A major part of Check Point’s ‘3D Security’ strategy is a focus on people. In a nutshell, all the security software in the world won’t protect customers if their employees aren’t sufficiently educated in basic practices like keeping their passwords secure.
Check Point’s security evangelist, Tomer Teller, told delegates how hackers, appreciating this fact, have in the last few years started using social engineering to access the computers of low-level employees and thus bypass business security software.
Hacking isn’t all about snazzy computer skills any more, Teller says. Understanding the structure of a business is as simple as finding employees’ names, phone numbers and email addresses from discarded, unshredded documents, then researching social media sites to see who communicates with whom.
You also don’t have to break into a network to find out what systems a company uses – just check the experience recommendations in their job ads, or even wander into the lobby, distract the receptionist and take a sneaky peek at his or her display.
How to take over a nuclear plant
Indeed, Teller says one of the most potentially catastrophic hacks of the last year, the Stuxnet attack on the Bushehr nuclear facility in Iran, was most likely set in motion through simple social engineering.
The virus would have been transferable via USB, Teller says, and although the hackers may have paid an employee to introduce it to the facility’s system, it would have been far cheaper and probably just as effective to simply throw a bunch of devices over the fence and count on people plugging them into computers nearby to identify their owners.
Thoughts from the CEO
On the second day of the conference, we were lucky enough to attend a lunch with Check Point founder, chairman and cheif executive, Gil Shwed.

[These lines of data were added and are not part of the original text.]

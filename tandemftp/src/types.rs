//! # Types
//!
//! Error and reply types shared by the whole engine, plus the values accepted by `TYPE`

use std::collections::HashMap;
use std::fmt;
use std::string::FromUtf8Error;

use thiserror::Error;

use super::Status;

/// A shorthand for a Result whose error type is always an FtpError.
pub type FtpResult<T> = std::result::Result<T, FtpError>;

/// `FtpError` describes everything that can go wrong while talking to an FTP server.
///
/// Nothing in this crate retries on error: every variant surfaces directly to the caller.
#[derive(Debug, Error)]
pub enum FtpError {
    /// Socket-level failure on the control or the data connection, idle timeouts included
    #[error("Connection error: {0}")]
    ConnectionError(std::io::Error),
    /// There was an error with the secure stream
    #[cfg(feature = "secure")]
    #[cfg_attr(docsrs, doc(cfg(feature = "secure")))]
    #[error("Secure error: {0}")]
    SecureError(String),
    /// The server replied with a status the command didn't expect.
    /// Contains the reply, so callers may branch on the code (e.g. 550 "already exists").
    #[error("Invalid response: {0}")]
    UnexpectedResponse(Response),
    /// A reply which should contain a parsable structure (PASV tuple, EPSV port, quoted path, size) didn't
    #[error("Response contains an invalid syntax")]
    BadResponse,
    /// The operation was aborted through its cancel token
    #[error("Operation cancelled")]
    Cancelled,
    /// The address provided was invalid; meant for connect functions parsing the address they're given
    #[error("Invalid address: {0}")]
    InvalidAddress(std::net::AddrParseError),
}

/// Reply read from the control connection
#[derive(Clone, Debug, Error)]
pub struct Response {
    pub status: Status,
    /// Raw reply, all lines included
    pub body: Vec<u8>,
}

/// Text Format Control used in `TYPE` command
#[derive(Debug, Clone, PartialEq, Eq, PartialOrd, Ord)]
pub enum FormatControl {
    /// Default text format control (is NonPrint)
    Default,
    /// Non-print (not destined for printing)
    NonPrint,
    /// Telnet format control (\<CR\>, \<FF\>, etc.)
    Telnet,
    /// ASA (Fortran) Carriage Control
    Asa,
}

/// File Type used in `TYPE` command
#[derive(Debug, Clone, PartialEq, Eq, PartialOrd, Ord)]
pub enum FileType {
    /// ASCII text (the argument is the text format control)
    Ascii(FormatControl),
    /// EBCDIC text (the argument is the text format control)
    Ebcdic(FormatControl),
    /// Image,
    Image,
    /// Binary (the synonym to Image)
    Binary,
    /// Local format (the argument is the number of bits in one byte on local machine)
    Local(u8),
}

/// Features returned by FEAT command (token as sent by the server, optional parameters)
pub type Features = HashMap<String, Option<String>>;

impl fmt::Display for Response {
    fn fmt(&self, f: &mut fmt::Formatter<'_>) -> fmt::Result {
        write!(
            f,
            "[{}] {}",
            self.status.code(),
            self.as_string().ok().unwrap_or_default()
        )
    }
}

impl Response {
    /// Instantiates a new `Response`
    pub fn new(status: Status, body: Vec<u8>) -> Self {
        Self { status, body }
    }

    /// Get response as string
    pub fn as_string(&self) -> Result<String, FromUtf8Error> {
        String::from_utf8(self.body.clone()).map(|x| x.trim_end().to_string())
    }

    /// Get the reply lines, lossily decoded and stripped of their line terminators
    pub fn lines(&self) -> Vec<String> {
        String::from_utf8_lossy(&self.body)
            .lines()
            .map(|line| line.trim_end_matches('\r').to_string())
            .collect()
    }
}

impl fmt::Display for FormatControl {
    fn fmt(&self, f: &mut fmt::Formatter<'_>) -> fmt::Result {
        match self {
            FormatControl::Default | FormatControl::NonPrint => write!(f, "N"),
            FormatControl::Telnet => write!(f, "T"),
            FormatControl::Asa => write!(f, "C"),
        }
    }
}

impl fmt::Display for FileType {
    fn fmt(&self, f: &mut fmt::Formatter<'_>) -> fmt::Result {
        match self {
            FileType::Ascii(fc) => write!(f, "A {fc}"),
            FileType::Ebcdic(fc) => write!(f, "E {fc}"),
            FileType::Image | FileType::Binary => write!(f, "I"),
            FileType::Local(bits) => write!(f, "L {bits}"),
        }
    }
}

#[cfg(test)]
mod test {

    use pretty_assertions::assert_eq;

    use super::*;

    #[test]
    fn fmt_error() {
        assert_eq!(
            FtpError::ConnectionError(std::io::Error::new(std::io::ErrorKind::NotFound, "omar"))
                .to_string()
                .as_str(),
            "Connection error: omar"
        );
        #[cfg(feature = "secure")]
        assert_eq!(
            FtpError::SecureError("omar".to_string())
                .to_string()
                .as_str(),
            "Secure error: omar"
        );
        assert_eq!(
            FtpError::UnexpectedResponse(Response::new(
                Status::ExceededStorage,
                b"552 error".to_vec()
            ))
            .to_string()
            .as_str(),
            "Invalid response: [552] 552 error"
        );
        assert_eq!(
            FtpError::BadResponse.to_string().as_str(),
            "Response contains an invalid syntax"
        );
        assert_eq!(
            FtpError::Cancelled.to_string().as_str(),
            "Operation cancelled"
        );
    }

    #[test]
    fn should_split_response_lines() {
        let response = Response::new(
            Status::System,
            b"211-Features:\r\n MLST type*;size*\r\n UTF8\r\n211 End\r\n".to_vec(),
        );
        assert_eq!(
            response.lines(),
            vec!["211-Features:", " MLST type*;size*", " UTF8", "211 End"]
        );
        assert_eq!(
            response.as_string().unwrap(),
            "211-Features:\r\n MLST type*;size*\r\n UTF8\r\n211 End"
        );
    }

    #[test]
    fn fmt_response() {
        let response: Response = Response::new(
            Status::FileUnavailable,
            b"550 Can't create directory: File exists\r\n".to_vec(),
        );
        assert_eq!(
            response.to_string().as_str(),
            "[550] 550 Can't create directory: File exists"
        );
    }

    #[test]
    fn fmt_file_type() {
        assert_eq!(
            FileType::Ascii(FormatControl::Telnet).to_string().as_str(),
            "A T"
        );
        assert_eq!(FileType::Binary.to_string().as_str(), "I");
        assert_eq!(FileType::Image.to_string().as_str(), "I");
        assert_eq!(
            FileType::Ebcdic(FormatControl::Asa).to_string().as_str(),
            "E C"
        );
        assert_eq!(
            FileType::Ascii(FormatControl::Default).to_string().as_str(),
            "A N"
        );
        assert_eq!(FileType::Local(2).to_string().as_str(), "L 2");
    }
}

Shwed started the company in 1993, developing one of the first examples of firewall technology soon afterwards. Now, the company boasts a full set of security products, known as ‘blades’, and is, Shwed says, the largest pure security company in the world.
Although plenty of discussion at the conference centred on online security’s sudden media prevalence thanks to groups like Anonymous and LulzSec and sites like Wikileaks, Shwed says Check Point’s plans are as steady as ever.
"We’ve never felt the need to use scare tactics,” Shwed says. "People in IT already knew about the risks. Just because it is in the public eye does not mean they are more likely to come to us.”
Looking to the future
Of course, there was plenty of opportunity to look at initiatives Check Point will be implementing in the next few months.
The most significant area of development is certainly the mobile space, with more and more companies wanting to secure their employees’ mobile devices, such as tablets and smartphones.
Check Point is introducing tools such as two-tier authentication, whereby when employees attempt to login they are sent a text message with a code they must input before they are granted access; user-device pairing, which prevents users from logging in on other employees’ devices; and remote wiping, for removing data when devices are lost or stolen.
Check Point is also working on a new document security tool, cloud security, and a new operating system, known as Gaia.